Dataset items:
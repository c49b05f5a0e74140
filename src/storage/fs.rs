//! Local filesystem storage

use super::{Storage, MAX_PROGRAM_FILES};
use crate::{K7Error, Result};
use std::fs::File;
use std::io::{ErrorKind, Read};
use std::path::{Path, PathBuf};
use tracing::{debug, warn};

/// Storage backed by the local filesystem
#[derive(Debug, Default, Clone, Copy)]
pub struct FsStorage;

/// Open file plus the path it came from, for error messages
#[derive(Debug)]
pub struct FsHandle {
    file: File,
    path: String,
}

fn unavailable(path: &str, err: impl std::fmt::Display) -> K7Error {
    K7Error::StorageUnavailable {
        path: path.to_string(),
        reason: err.to_string(),
    }
}

impl Storage for FsStorage {
    type Handle = FsHandle;

    fn open(&mut self, path: &str) -> Result<FsHandle> {
        let file = File::open(path).map_err(|e| {
            debug!(path, "open failed: {e}");
            unavailable(path, e)
        })?;
        Ok(FsHandle {
            file,
            path: path.to_string(),
        })
    }

    fn read(&mut self, handle: &mut FsHandle, buf: &mut [u8]) -> Result<usize> {
        let mut filled = 0;
        while filled < buf.len() {
            match handle.file.read(&mut buf[filled..]) {
                Ok(0) => break,
                Ok(n) => filled += n,
                Err(e) if e.kind() == ErrorKind::Interrupted => continue,
                Err(e) => return Err(unavailable(&handle.path, e)),
            }
        }
        Ok(filled)
    }

    fn close(&mut self, _handle: FsHandle) {}
}

/// List the `.P` files in `dir`, sorted by name
///
/// Subdirectories are skipped and the list stops at [`MAX_PROGRAM_FILES`].
pub fn find_program_files<P: AsRef<Path>>(dir: P) -> Result<Vec<PathBuf>> {
    let dir = dir.as_ref();
    let dir_name = dir.display().to_string();
    let entries = std::fs::read_dir(dir).map_err(|e| unavailable(&dir_name, e))?;

    let mut files = Vec::new();
    for entry in entries {
        let entry = entry.map_err(|e| unavailable(&dir_name, e))?;
        let file_type = entry
            .file_type()
            .map_err(|e| unavailable(&entry.path().display().to_string(), e))?;
        if !file_type.is_file() {
            continue;
        }
        let path = entry.path();
        let is_program = path
            .extension()
            .is_some_and(|ext| ext.eq_ignore_ascii_case("p"));
        if is_program {
            files.push(path);
        }
    }
    files.sort();
    if files.len() > MAX_PROGRAM_FILES {
        warn!(
            found = files.len(),
            "too many program files, keeping the first {MAX_PROGRAM_FILES}"
        );
        files.truncate(MAX_PROGRAM_FILES);
    }
    debug!(count = files.len(), "found program files");
    Ok(files)
}
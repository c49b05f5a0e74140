//! ZX81 program images
//!
//! A [`TapeImage`] is a validated `.P` memory dump, trimmed to the bytes the
//! ZX81 would have saved. A [`ProgramName`] is the name block that precedes it on
//! tape.

pub mod basic;
pub mod charset;
pub mod export;
pub mod validator;

pub use basic::{list_program, BasicLine};
pub use validator::validate;

/// Address the image is loaded at (first system variable, VERSN)
pub const LOAD_BASE: u16 = 0x4009;

/// Largest image the player loads
pub const MAX_IMAGE_LEN: usize = 16 * 1024;

/// Value of the last saved byte
pub const TERMINATOR: u8 = 0x80;

/// Longest name accepted for the tape name block
pub const MAX_NAME_LEN: usize = 127;

/// Reasons an image or name is rejected
#[derive(thiserror::Error, Debug, Clone, PartialEq, Eq)]
pub enum ImageError {
    /// Too short to hold the system variables and a program
    #[error("image too short ({len} bytes)")]
    TooShort {
        /// Bytes available
        len: usize,
    },

    /// First byte is not the version marker 0
    #[error("bad version marker {marker:#04X}")]
    BadVersion {
        /// Value found at offset 0
        marker: u8,
    },

    /// E_LINE does not point past the load base
    #[error("E_LINE pointer {pointer:#06X} is not past the load base")]
    BadEndPointer {
        /// Raw E_LINE value
        pointer: u16,
    },

    /// E_LINE declares more bytes than the buffer holds
    #[error("image declares {declared} bytes but only {available} are present")]
    Truncated {
        /// Length derived from E_LINE
        declared: usize,
        /// Bytes in the buffer
        available: usize,
    },

    /// The last saved byte is not 0x80
    #[error("missing 0x80 terminator (found {found:#04X})")]
    MissingTerminator {
        /// Byte found where the terminator belongs
        found: u8,
    },

    /// A BASIC line runs past the program area or lacks its NEWLINE
    #[error("malformed BASIC line at offset {offset}")]
    BadLine {
        /// Offset where decoding stopped
        offset: usize,
    },

    /// A program name cannot be sent
    #[error("invalid program name: {0}")]
    InvalidName(String),
}

/// A validated program image
#[derive(Debug, Clone, PartialEq, Eq)]
pub struct TapeImage {
    data: Vec<u8>,
}

impl TapeImage {
    /// Validate a raw buffer and keep its meaningful bytes
    pub fn from_raw(raw: &[u8]) -> Result<Self, ImageError> {
        let len = validate(raw)?;
        Ok(TapeImage {
            data: raw[..len].to_vec(),
        })
    }

    /// Validate an owned buffer, trimming it in place
    pub fn from_vec(mut raw: Vec<u8>) -> Result<Self, ImageError> {
        let len = validate(&raw)?;
        raw.truncate(len);
        Ok(TapeImage { data: raw })
    }

    /// Bytes to transmit
    pub fn as_bytes(&self) -> &[u8] {
        &self.data
    }

    /// Number of bytes to transmit
    pub fn effective_length(&self) -> usize {
        self.data.len()
    }
}

/// Name block sent before the program
///
/// Bytes are ZX81 character codes; only the last one has bit 7 set.
#[derive(Debug, Clone, PartialEq, Eq)]
pub struct ProgramName {
    bytes: Vec<u8>,
}

impl ProgramName {
    /// Build a name from ZX81 codes, checking the end marker
    pub fn from_codes(bytes: &[u8]) -> Result<Self, ImageError> {
        let (last, body) = bytes
            .split_last()
            .ok_or_else(|| ImageError::InvalidName("empty name".into()))?;
        if bytes.len() > MAX_NAME_LEN {
            return Err(ImageError::InvalidName(format!(
                "{} characters, at most {MAX_NAME_LEN} allowed",
                bytes.len()
            )));
        }
        if last & charset::INVERSE == 0 {
            return Err(ImageError::InvalidName(
                "last character lacks the end marker".into(),
            ));
        }
        if let Some(pos) = body.iter().position(|b| b & charset::INVERSE != 0) {
            return Err(ImageError::InvalidName(format!(
                "end marker on character {pos} before the end"
            )));
        }
        Ok(ProgramName {
            bytes: bytes.to_vec(),
        })
    }

    /// Convert an ASCII name to ZX81 codes and mark its last character
    pub fn from_ascii(name: &str) -> Result<Self, ImageError> {
        let mut bytes = name
            .chars()
            .map(|ch| {
                charset::encode(ch).ok_or_else(|| {
                    ImageError::InvalidName(format!("'{ch}' has no ZX81 character"))
                })
            })
            .collect::<Result<Vec<u8>, ImageError>>()?;
        if let Some(last) = bytes.last_mut() {
            *last |= charset::INVERSE;
        }
        Self::from_codes(&bytes)
    }

    /// Bytes to transmit, end marker included
    pub fn as_bytes(&self) -> &[u8] {
        &self.bytes
    }
}

impl Default for ProgramName {
    /// "DQ", the name the player firmware sends
    fn default() -> Self {
        ProgramName {
            bytes: vec![0x29, 0xB6],
        }
    }
}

▶ _ABOUT THIS EXERCISE_: Go through the records from the first line and copy each one exactly, ending after the line that contains "pub struct FsStorage;". Give nothing else.

▶ _RESPONSE TO THE EXERCISE_:
repository c49b05f5a0e74140
filename src/storage/fs.rs
//! Local filesystem storage

use super::{Storage, MAX_PROGRAM_FILES};
use crate::{K7Error, Result};
use std::fs::File;
use std::io::{ErrorKind, Read};
use std::path::{Path, PathBuf};
use tracing::{debug, warn};

/// Storage backed by the local filesystem
#[derive(Debug, Default, Clone, Copy)]
pub struct FsStorage;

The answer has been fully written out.